╭──

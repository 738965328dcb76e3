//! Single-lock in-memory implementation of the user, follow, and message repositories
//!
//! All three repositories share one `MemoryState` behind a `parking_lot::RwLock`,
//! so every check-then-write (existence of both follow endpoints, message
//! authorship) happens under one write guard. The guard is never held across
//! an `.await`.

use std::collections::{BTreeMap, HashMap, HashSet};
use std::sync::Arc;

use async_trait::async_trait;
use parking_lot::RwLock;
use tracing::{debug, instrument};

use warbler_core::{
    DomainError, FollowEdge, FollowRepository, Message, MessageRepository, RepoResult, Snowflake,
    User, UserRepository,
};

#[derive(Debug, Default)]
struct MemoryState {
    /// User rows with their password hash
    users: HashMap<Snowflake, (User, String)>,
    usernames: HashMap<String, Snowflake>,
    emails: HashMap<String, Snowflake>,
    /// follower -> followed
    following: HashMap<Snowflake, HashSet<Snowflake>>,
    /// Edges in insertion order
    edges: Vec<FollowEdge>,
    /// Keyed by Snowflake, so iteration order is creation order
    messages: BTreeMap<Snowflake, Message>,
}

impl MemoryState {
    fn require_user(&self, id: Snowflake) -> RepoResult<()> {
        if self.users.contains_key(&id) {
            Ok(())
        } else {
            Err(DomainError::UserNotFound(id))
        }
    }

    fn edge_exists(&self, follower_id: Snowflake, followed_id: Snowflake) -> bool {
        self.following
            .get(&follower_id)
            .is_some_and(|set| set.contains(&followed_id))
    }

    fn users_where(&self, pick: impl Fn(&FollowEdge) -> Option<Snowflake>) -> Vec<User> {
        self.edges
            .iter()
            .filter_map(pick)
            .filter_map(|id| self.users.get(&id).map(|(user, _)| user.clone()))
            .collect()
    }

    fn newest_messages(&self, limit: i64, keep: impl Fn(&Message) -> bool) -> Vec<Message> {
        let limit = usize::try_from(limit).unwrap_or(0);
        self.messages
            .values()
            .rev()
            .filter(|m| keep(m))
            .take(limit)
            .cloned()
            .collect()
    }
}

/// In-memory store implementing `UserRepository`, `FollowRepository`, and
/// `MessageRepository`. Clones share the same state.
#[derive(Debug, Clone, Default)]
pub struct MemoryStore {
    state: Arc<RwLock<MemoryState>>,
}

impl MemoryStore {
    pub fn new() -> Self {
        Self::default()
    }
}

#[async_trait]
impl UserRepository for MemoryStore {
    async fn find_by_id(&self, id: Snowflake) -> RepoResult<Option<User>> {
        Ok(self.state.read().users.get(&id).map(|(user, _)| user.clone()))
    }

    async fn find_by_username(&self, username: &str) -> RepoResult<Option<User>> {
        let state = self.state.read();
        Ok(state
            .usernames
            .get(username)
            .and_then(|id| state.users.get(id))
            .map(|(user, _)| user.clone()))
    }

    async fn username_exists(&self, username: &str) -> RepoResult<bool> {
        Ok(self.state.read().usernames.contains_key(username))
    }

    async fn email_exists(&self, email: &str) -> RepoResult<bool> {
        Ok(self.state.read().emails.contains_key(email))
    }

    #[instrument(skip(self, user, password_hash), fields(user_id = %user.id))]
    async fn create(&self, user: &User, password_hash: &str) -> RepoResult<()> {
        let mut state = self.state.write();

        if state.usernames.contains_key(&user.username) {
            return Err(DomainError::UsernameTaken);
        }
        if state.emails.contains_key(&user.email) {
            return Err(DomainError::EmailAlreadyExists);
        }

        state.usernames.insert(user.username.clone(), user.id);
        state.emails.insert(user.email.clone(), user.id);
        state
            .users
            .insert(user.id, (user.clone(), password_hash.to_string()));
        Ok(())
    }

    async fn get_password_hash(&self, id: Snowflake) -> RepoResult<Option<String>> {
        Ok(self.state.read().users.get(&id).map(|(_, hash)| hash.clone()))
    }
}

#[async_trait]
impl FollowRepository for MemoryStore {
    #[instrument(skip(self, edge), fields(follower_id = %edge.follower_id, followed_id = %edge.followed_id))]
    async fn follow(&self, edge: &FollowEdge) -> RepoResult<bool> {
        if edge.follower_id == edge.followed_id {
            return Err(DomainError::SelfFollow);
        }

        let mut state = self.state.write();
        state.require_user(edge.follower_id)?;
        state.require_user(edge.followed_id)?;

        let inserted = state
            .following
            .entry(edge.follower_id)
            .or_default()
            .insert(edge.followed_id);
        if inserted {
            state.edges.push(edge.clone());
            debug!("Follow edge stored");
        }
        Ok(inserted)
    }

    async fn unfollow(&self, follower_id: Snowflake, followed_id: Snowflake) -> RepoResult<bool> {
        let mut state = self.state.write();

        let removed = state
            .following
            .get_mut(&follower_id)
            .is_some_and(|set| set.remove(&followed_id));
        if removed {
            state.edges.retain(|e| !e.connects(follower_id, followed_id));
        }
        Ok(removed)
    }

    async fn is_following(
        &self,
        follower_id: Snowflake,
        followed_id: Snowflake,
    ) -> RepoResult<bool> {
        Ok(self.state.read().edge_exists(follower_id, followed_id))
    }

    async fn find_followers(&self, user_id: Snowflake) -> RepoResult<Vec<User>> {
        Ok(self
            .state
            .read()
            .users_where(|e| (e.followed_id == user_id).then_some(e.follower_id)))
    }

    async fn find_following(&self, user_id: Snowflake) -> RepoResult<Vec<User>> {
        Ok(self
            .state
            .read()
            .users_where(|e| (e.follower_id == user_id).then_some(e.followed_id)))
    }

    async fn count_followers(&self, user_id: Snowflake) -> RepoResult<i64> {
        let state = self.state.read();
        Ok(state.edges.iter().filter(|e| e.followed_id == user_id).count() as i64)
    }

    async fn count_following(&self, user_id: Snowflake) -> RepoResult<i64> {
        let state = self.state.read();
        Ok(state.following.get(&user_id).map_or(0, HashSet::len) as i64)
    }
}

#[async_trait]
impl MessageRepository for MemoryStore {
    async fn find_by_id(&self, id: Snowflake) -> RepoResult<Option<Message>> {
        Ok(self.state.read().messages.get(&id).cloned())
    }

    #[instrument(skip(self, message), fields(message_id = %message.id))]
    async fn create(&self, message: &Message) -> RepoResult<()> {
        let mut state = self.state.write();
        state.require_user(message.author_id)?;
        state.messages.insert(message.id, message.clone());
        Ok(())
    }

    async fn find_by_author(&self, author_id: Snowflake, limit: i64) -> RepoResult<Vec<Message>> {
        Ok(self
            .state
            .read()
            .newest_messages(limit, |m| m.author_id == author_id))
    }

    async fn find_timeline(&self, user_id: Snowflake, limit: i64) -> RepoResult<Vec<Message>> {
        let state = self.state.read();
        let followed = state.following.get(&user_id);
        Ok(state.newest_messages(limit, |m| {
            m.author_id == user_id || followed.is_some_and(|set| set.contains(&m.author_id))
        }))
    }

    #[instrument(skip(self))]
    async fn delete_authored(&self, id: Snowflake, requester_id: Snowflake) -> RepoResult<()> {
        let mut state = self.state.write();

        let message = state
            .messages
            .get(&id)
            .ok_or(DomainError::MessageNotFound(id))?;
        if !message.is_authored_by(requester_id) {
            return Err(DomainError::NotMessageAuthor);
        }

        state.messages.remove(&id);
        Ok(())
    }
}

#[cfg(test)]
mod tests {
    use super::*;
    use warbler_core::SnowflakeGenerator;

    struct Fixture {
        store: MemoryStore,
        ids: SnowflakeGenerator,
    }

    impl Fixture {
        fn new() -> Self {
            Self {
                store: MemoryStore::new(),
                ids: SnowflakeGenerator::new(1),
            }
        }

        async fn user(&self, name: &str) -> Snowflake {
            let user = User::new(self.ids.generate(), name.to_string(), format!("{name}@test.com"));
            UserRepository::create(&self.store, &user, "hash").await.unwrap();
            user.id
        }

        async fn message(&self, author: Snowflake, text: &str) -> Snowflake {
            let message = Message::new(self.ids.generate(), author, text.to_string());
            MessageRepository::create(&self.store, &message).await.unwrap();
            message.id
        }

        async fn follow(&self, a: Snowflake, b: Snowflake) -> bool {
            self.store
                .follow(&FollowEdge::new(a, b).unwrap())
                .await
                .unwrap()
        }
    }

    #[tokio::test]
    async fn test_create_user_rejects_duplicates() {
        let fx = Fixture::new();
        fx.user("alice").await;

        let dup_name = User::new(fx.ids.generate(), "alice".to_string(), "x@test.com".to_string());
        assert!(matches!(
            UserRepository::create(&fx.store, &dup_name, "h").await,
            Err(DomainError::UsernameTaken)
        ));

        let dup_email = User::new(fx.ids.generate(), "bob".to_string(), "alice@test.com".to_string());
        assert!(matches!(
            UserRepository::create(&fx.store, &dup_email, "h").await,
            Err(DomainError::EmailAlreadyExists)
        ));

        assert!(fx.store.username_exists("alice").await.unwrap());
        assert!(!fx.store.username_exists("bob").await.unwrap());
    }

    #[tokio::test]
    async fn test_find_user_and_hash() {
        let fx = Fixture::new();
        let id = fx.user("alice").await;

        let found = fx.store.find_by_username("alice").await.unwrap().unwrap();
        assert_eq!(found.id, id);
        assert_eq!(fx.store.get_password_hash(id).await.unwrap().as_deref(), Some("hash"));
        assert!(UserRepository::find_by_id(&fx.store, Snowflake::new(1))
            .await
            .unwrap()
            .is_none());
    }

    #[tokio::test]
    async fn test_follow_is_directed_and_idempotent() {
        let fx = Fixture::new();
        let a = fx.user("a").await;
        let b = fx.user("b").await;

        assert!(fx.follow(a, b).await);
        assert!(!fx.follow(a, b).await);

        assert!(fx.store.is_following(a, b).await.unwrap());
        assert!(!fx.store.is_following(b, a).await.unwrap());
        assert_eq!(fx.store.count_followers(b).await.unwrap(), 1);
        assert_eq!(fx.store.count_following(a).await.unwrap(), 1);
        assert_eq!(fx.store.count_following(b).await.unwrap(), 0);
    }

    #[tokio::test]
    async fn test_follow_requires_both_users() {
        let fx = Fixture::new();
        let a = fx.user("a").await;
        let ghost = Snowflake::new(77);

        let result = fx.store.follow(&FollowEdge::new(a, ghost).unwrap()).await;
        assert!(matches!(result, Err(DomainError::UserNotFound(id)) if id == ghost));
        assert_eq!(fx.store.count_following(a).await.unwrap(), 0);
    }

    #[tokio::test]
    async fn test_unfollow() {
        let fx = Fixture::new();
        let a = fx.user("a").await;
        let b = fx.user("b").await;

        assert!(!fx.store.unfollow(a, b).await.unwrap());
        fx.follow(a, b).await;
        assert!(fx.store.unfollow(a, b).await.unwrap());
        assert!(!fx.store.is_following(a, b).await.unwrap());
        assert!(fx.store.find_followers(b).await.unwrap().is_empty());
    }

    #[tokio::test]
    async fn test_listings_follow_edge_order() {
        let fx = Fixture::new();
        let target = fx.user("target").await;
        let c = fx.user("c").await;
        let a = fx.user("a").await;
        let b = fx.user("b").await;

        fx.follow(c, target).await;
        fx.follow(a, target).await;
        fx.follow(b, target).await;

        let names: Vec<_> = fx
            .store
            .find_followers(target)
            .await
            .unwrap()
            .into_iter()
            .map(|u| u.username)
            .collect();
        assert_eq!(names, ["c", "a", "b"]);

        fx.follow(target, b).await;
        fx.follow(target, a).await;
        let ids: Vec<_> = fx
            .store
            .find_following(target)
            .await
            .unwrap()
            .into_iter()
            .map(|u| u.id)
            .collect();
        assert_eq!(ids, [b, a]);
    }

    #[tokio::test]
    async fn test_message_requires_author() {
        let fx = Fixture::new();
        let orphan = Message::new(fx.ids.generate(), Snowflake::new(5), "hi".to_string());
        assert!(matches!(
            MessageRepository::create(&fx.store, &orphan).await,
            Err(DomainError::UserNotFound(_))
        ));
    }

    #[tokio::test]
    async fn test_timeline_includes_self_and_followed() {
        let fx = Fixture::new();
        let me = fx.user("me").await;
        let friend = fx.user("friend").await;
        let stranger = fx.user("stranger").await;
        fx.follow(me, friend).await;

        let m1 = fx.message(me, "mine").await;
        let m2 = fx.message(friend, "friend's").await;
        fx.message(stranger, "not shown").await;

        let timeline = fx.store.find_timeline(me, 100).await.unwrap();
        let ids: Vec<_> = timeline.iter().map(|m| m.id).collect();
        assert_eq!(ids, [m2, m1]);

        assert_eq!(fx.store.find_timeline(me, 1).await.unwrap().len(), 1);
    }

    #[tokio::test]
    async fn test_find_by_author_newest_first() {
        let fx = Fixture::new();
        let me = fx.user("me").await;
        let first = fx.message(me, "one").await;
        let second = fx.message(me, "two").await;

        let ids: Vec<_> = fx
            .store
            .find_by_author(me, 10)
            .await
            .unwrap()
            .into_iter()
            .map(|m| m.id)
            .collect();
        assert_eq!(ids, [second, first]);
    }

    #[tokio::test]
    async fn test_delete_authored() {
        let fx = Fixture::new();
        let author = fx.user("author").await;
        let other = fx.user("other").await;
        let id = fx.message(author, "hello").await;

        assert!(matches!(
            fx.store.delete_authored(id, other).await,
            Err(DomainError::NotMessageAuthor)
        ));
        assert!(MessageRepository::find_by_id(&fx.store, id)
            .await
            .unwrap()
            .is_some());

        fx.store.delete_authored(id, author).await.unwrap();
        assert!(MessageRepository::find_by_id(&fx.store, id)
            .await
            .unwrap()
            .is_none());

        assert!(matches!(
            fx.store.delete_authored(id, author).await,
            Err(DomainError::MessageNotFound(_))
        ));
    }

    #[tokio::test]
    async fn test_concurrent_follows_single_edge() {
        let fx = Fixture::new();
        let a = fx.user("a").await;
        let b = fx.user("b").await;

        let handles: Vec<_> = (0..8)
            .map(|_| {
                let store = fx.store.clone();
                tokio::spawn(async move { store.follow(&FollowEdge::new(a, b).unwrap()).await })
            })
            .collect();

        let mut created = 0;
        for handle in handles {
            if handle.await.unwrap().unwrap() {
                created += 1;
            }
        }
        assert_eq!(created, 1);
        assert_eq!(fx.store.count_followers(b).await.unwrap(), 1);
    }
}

╰──

--- What the exercise asks ---
When you repeat the lines, start with the first line of the material and end with the line that contains "#[derive(Debug, Default)]", keeping both and reproducing each exactly, with nothing added.

--- Response to this task ---
repository 738965328dcb76e3
//! Single-lock in-memory implementation of the user, follow, and message repositories
//!
//! All three repositories share one `MemoryState` behind a `parking_lot::RwLock`,
//! so every check-then-write (existence of both follow endpoints, message
//! authorship) happens under one write guard. The guard is never held across
//! an `.await`.

use std::collections::{BTreeMap, HashMap, HashSet};
use std::sync::Arc;

use async_trait::async_trait;
use parking_lot::RwLock;
use tracing::{debug, instrument};

use warbler_core::{
    DomainError, FollowEdge, FollowRepository, Message, MessageRepository, RepoResult, Snowflake,
    User, UserRepository,
};

#[derive(Debug, Default)]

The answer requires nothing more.